Chronic alcohol exposure sensitizes mice to galactosamine-induced liver injury through enhanced keratinocyte chemoattractant and defective IL-10 production

Background/Aims: Alcohol sensitizes the liver to several injuries. The mechanisms leading to this sensitization are poorly defined. In the present study, we developed a mouse model of chronic exposure to alcohol vapours that sensitize mice to galactosamine (GAL) liver injury. Methods: C57BL/6 mice were exposed to ethanol vapours for 10 days. Liver injury was induced by intraperitoneal injection of GAL (1 g/kg) and mice were killed 24 h later. Results: GAL challenge after ethanol pre-treatment significantly raised serum alanine aminotransaminase (ALT) levels and enhanced liver inflammation when compared with the controls (GAL alone).
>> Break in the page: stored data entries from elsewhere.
// src/core/types.rs
use crate::core::alphabet::ALPHABET_SIZE;
use crate::error::LineError;
use serde::{Deserialize, Serialize};

/// Cells in the regular trigram table.
pub const TRIGRAM_CELLS: usize = ALPHABET_SIZE * ALPHABET_SIZE * ALPHABET_SIZE;
/// Cells in each of the begin/end tables.
pub const BIGRAM_CELLS: usize = ALPHABET_SIZE * ALPHABET_SIZE;

#[inline]
pub(crate) fn trigram_index(a: u8, b: u8, c: u8) -> usize {
    (a as usize) * BIGRAM_CELLS + (b as usize) * ALPHABET_SIZE + c as usize
}

#[inline]
pub(crate) fn bigram_index(a: u8, b: u8) -> usize {
    (a as usize) * ALPHABET_SIZE + b as usize
}

/// Raw frequencies read from a model file or learned from a corpus.
/// Tables are flat buffers; see [`trigram_index`] and [`bigram_index`].
#[derive(Debug, Clone, PartialEq, Eq)]
pub struct TrigramCounts {
    pub(crate) trigrams: Vec<u64>,
    pub(crate) begin: Vec<u64>,
    pub(crate) end: Vec<u64>,
    pub(crate) total: u64,
}

impl TrigramCounts {
    pub fn new() -> Self {
        Self {
            trigrams: vec![0; TRIGRAM_CELLS],
            begin: vec![0; BIGRAM_CELLS],
            end: vec![0; BIGRAM_CELLS],
            total: 0,
        }
    }

    // Callers pass codes already checked against the alphabet. A count is
    // only stored once the total has room for it, and no cell can exceed
    // the total.
    pub(crate) fn add_trigram(&mut self, a: u8, b: u8, c: u8, count: u64) -> Result<(), LineError> {
        self.grow_total(count)?;
        self.trigrams[trigram_index(a, b, c)] += count;
        Ok(())
    }

    pub(crate) fn add_begin(&mut self, a: u8, b: u8, count: u64) -> Result<(), LineError> {
        self.grow_total(count)?;
        self.begin[bigram_index(a, b)] += count;
        Ok(())
    }

    pub(crate) fn add_end(&mut self, a: u8, b: u8, count: u64) -> Result<(), LineError> {
        self.grow_total(count)?;
        self.end[bigram_index(a, b)] += count;
        Ok(())
    }

    /// Counts a line that occupies no table cell (a single-character string).
    pub(crate) fn add_untabled(&mut self, count: u64) -> Result<(), LineError> {
        self.grow_total(count)
    }

    fn grow_total(&mut self, count: u64) -> Result<(), LineError> {
        self.total = self.total.checked_add(count).ok_or(LineError::CountOverflow(count))?;
        Ok(())
    }

    pub fn trigram(&self, a: u8, b: u8, c: u8) -> u64 {
        self.trigrams[trigram_index(a, b, c)]
    }

    pub fn begin(&self, a: u8, b: u8) -> u64 {
        self.begin[bigram_index(a, b)]
    }

    pub fn end(&self, a: u8, b: u8) -> u64 {
        self.end[bigram_index(a, b)]
    }

    /// Sum of every accepted count, including ones with no table cell.
    pub fn total(&self) -> u64 {
        self.total
    }
}

impl Default for TrigramCounts {
    fn default() -> Self {
        Self::new()
    }
}

/// A candidate after case folding and whitespace normalization.
#[derive(Debug, Clone, PartialEq, Eq)]
pub struct NormalizedCandidate {
    pub original: String,
    pub normalized: String,
    /// Ordinal of each normalized character, always below 128.
    pub codes: Vec<u8>,
}

/// Verdict of the scorer for one code sequence.
#[derive(Debug, Clone, Copy, PartialEq)]
pub struct ScoreResult {
    pub score: f64,
    pub threshold: f64,
    pub is_valid: bool,
}

/// One analyzed candidate as handed to callers and reporters.
#[derive(Debug, Clone, PartialEq, Serialize, Deserialize)]
#[serde(rename_all = "camelCase")]
pub struct AnalysisResult {
    pub original_string: String,
    pub score: f64,
    pub threshold: f64,
    pub is_valid: bool,
    pub normalized_string: String,
    /// Byte offset of the candidate in the scanned buffer, if it came from one.
    #[serde(skip_serializing_if = "Option::is_none", default)]
    pub offset: Option<usize>,
}

#[derive(Debug, Clone, PartialEq, Eq, Serialize)]
#[serde(rename_all = "camelCase")]
pub struct ModelInfo {
    #[serde(rename = "type")]
    pub model_type: String,
    pub is_lowercase: bool,
}

#[cfg(test)]
mod tests {
    use super::*;

    #[test]
    fn overflowing_count_is_refused_without_side_effects() {
        let mut counts = TrigramCounts::new();
        counts.add_trigram(b'a', b'b', b'c', u64::MAX - 1).unwrap();

        assert_eq!(counts.add_end(b'x', b'y', 2), Err(LineError::CountOverflow(2)));
        assert_eq!(counts.add_untabled(5), Err(LineError::CountOverflow(5)));
        assert_eq!(counts.end(b'x', b'y'), 0);
        assert_eq!(counts.total(), u64::MAX - 1);

        counts.add_begin(b'x', b'y', 1).unwrap();
        assert_eq!(counts.total(), u64::MAX);
    }
}
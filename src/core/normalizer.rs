// File: src/core/normalizer.rs
use crate::core::types::NormalizedCandidate;

const REPLACEMENT: char = ' ';

/// Turns arbitrary candidate text into the canonical form the model scores.
pub struct StringNormalizer;

impl StringNormalizer {
    /// Folds case (for lowercase models), blanks out non-ASCII characters,
    /// trims, and collapses runs of spaces and runs of tabs.
    pub fn normalize(text: &str, fold_lowercase: bool) -> NormalizedCandidate {
        let folded = if fold_lowercase {
            text.to_lowercase()
        } else {
            text.to_string()
        };

        let ascii: String = if folded.is_ascii() {
            folded
        } else {
            folded
                .chars()
                .map(|c| if c.is_ascii() { c } else { REPLACEMENT })
                .collect()
        };

        let normalized = collapse_runs(ascii.trim());
        let codes = normalized.bytes().collect();

        NormalizedCandidate {
            original: text.to_string(),
            normalized,
            codes,
        }
    }
}

/// Collapses each run of spaces to one space and each run of tabs to one tab.
fn collapse_runs(s: &str) -> String {
    let mut result = String::with_capacity(s.len());
    let mut last: Option<char> = None;

    for c in s.chars() {
        let repeated = last == Some(c);
        if !(repeated && (c == ' ' || c == '\t')) {
            result.push(c);
        }
        last = Some(c);
    }

    result
}

#[cfg(test)]
mod tests {
    use super::*;

    #[test]
    fn keeps_plain_ascii() {
        let c = StringNormalizer::normalize("hello", false);
        assert_eq!(c.original, "hello");
        assert_eq!(c.normalized, "hello");
        assert_eq!(c.codes, vec![104, 101, 108, 108, 111]);
    }

    #[test]
    fn folds_case_only_when_asked() {
        let folded = StringNormalizer::normalize("Hello", true);
        assert_eq!(folded.original, "Hello");
        assert_eq!(folded.normalized, "hello");
        assert_eq!(folded.codes, vec![104, 101, 108, 108, 111]);

        let kept = StringNormalizer::normalize("Hello", false);
        assert_eq!(kept.normalized, "Hello");
        assert_eq!(kept.codes[0], 72);
    }

    #[test]
    fn trims_and_collapses_spaces() {
        let normalized = |text: &str| StringNormalizer::normalize(text, false).normalized;
        assert_eq!(normalized("  hello   world  "), "hello world");
        assert_eq!(normalized("hello    world"), "hello world");
    }

    #[test]
    fn collapses_tabs_separately_from_spaces() {
        let normalized = |text: &str| StringNormalizer::normalize(text, false).normalized;
        assert_eq!(normalized("hello\t\t\tworld"), "hello\tworld");
        assert_eq!(normalized("a \t\t  b"), "a \t b");
    }

    #[test]
    fn replaces_non_ascii_with_space() {
        assert_eq!(StringNormalizer::normalize("h\u{e9}llo", false).normalized, "h llo");
        // Replacement happens before trimming, so edge characters vanish.
        assert_eq!(StringNormalizer::normalize("\u{e9}abc\u{e9}\u{e9}", false).normalized, "abc");
        assert_eq!(StringNormalizer::normalize("ab\u{e9}\u{e9}cd", false).normalized, "ab cd");
    }

    #[test]
    fn codes_stay_in_alphabet() {
        let c = StringNormalizer::normalize("\u{3a9}mega \u{1f600} d\u{e9}j\u{e0} vu \u{7f}", true);
        assert!(c.codes.iter().all(|&code| code < 128));
        assert_eq!(c.codes.len(), c.normalized.len());
    }

    #[test]
    fn empty_input() {
        let c = StringNormalizer::normalize("", true);
        assert!(c.normalized.is_empty());
        assert!(c.codes.is_empty());
        assert!(StringNormalizer::normalize(" \t ", false).codes.is_empty());
    }

    #[test]
    fn idempotent_on_canonical_text() {
        for text in ["hello world", "total %qu", "a\tb c", "file_inherit"] {
            let once = StringNormalizer::normalize(text, false).normalized;
            let twice = StringNormalizer::normalize(&once, false).normalized;
            assert_eq!(once, twice);
        }
    }
}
Serum keratinocyte chemoattractant (KC) and monocyte chemoattractant protein-1 (MCP-1) levels were significantly increased in the GAL+ethanol group. On the contrary, serum interleukin 10 (IL-10) levels were lower than in controls. Anti-KC, anti-tumour necrosis factor α antibodies and intestinal decontamination significantly protected mice from liver injury. In GAL+ethanol-treated mice, IL-10 treatment reduced ALT release, KC and MCP-1 serum and hepatic mRNA levels, and improved liver inflammation. Conclusions: Enhancement of GAL-induced liver injury by ethanol is associated with an imbalance between proinflammatory cytokines and the anti-inflammatory cytokine IL-10 and depends on gut bacterial flora.